UPDATE: in 4.3 and after search time fields extracted from indexed fields work without any further configuration
In the past couple of days I had to help people from support and professional services troubleshoot the exact same problem twice, so chances it might be useful for you too 😉
I have setup a regex based field extraction, let’s say the field name is MyField. When I run a search, say “sourcetype=MyEvents” I see that the field is extracted correctly. However, when I run a search based on a value of MyField, say “sourcetype=MyEvents MyField=ValidValue” nothing gets returned. WTF?
For the impatient, here’s how to solve this.
$SPLUNK_HOME/etc/system/local/fields.conf [MyField] INDEXED_VALUE = false
In order to understand what’s going on here, I need to first explain how Splunk search works. From a very high level there are two phases to search:
- retrieve a superset of the final events from the index
- filter the events after doing some processing, such as field extractions, lookups, eventtyping, tags etc (not necessarily in that order)
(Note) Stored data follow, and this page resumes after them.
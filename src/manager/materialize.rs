//! Update pass: bring host proxies in line with the merge tree.
//!
//! Nodes are visited depth first. A dirty, referenced node is materialized
//! before its children; after the children return, menu-like containers get
//! their smart separator pass, and nodes left without references or children
//! are swept.

use std::rc::Rc;

use super::separators::{update_smart_separators, ProxyRole, SeparatorMode};
use super::UiManager;
use crate::action::{ActionHandle, ActionResolver};
use crate::proxy::{AcceleratorInstaller, ProxyFactory, ProxyId, ProxyKind, ProxyRequest};
use crate::tree::{NodeData, NodeId, NodeKind};

/// Whether a node of `kind` bound to `action` holds an accelerator.
fn uses_accel(kind: NodeKind, action: &ActionHandle) -> bool {
    match kind {
        NodeKind::Accelerator => true,
        NodeKind::MenuItem => action.accel().is_some(),
        _ => false,
    }
}

fn same_action(a: Option<&ActionHandle>, b: Option<&ActionHandle>) -> bool {
    match (a, b) {
        (Some(a), Some(b)) => Rc::ptr_eq(a, b),
        (None, None) => true,
        _ => false,
    }
}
During the first step we optimize event retrieval based on the field values that are present on your search. One of the heuristics that we use is to assume that field values, when they are simple terms, exist as indexed tokens, or when they’re phrases their parts (phrases are made up of terms) exist as indexed tokens. What is an indexed token you may ask? When we index an event we tokenize it based on some rules and add those tokens to the inverted index. Without loosing generality let’s assume for now that we tokenize based on non-alphanumeric characters: ie every word is a token. So let’s take the above search example and see what the search asks the index for:
search: sourcetype=MyEvents MyField=ValidValue ask index: sourcetype=MyEvents AND ValidValue
host/source/sourcetype/index and some other fields are special fields that our index understands – what’s important here is that the search is asking the index for “ValidValue”. Now, if ValidValue is not a token in the index then the search would return nothing and we’d hit the problem described earlier – a more general search returns results and the field is extracted correctly, but searching for an existing value of a field returns nothing.
Now, let’s look at how can we extract a field whose value is not an indexed token – it’s actually quite simple to do: just extract a substring of a token – remember tokens are the smallest unit that the index knows about. Let’s assume that we have the following event and extraction rules:
Fri Oct 7 19:32:23 PDT 2011 – simple event to reproduce the ValidValueFieldIssue
index tokens: Fri, Oct, 7, 19, 32, 23, PDT, 2011, -, simple, event, to, reproduce, the, ValidValueFieldIssue
$SPLUNK_HOME/etc/system/local/props.conf [MyEvents] EXTRACT-test = (?ValidValue)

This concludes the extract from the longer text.